Work required:
For each line of the data below, copy it if it holds the word "traits".

Excerpted records:
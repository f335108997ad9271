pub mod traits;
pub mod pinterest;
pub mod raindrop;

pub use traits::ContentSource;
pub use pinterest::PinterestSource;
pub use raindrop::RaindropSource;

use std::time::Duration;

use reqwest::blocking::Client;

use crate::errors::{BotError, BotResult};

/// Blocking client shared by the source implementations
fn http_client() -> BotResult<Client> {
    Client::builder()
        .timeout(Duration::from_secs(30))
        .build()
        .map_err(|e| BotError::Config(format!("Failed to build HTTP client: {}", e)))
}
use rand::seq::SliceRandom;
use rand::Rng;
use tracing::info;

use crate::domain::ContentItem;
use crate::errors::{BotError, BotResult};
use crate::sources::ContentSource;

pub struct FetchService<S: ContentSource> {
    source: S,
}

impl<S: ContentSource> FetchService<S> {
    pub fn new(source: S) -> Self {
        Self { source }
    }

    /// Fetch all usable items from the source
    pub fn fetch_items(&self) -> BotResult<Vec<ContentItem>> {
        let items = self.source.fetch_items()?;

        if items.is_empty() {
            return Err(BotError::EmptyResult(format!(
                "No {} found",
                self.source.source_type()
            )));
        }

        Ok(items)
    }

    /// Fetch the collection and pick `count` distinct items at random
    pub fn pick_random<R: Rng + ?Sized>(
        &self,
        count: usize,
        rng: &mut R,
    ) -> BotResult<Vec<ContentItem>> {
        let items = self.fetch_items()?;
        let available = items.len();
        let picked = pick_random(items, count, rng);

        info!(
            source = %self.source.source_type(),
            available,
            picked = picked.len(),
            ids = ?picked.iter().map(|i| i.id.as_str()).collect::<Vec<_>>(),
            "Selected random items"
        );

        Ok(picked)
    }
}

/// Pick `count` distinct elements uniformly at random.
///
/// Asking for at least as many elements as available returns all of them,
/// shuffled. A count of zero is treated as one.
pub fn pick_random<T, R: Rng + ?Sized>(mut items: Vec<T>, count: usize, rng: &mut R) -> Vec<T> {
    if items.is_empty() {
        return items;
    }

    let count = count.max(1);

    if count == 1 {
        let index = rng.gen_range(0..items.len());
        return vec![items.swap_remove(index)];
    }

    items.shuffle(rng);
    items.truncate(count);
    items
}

Output:
pub mod traits;
pub use traits::ContentSource;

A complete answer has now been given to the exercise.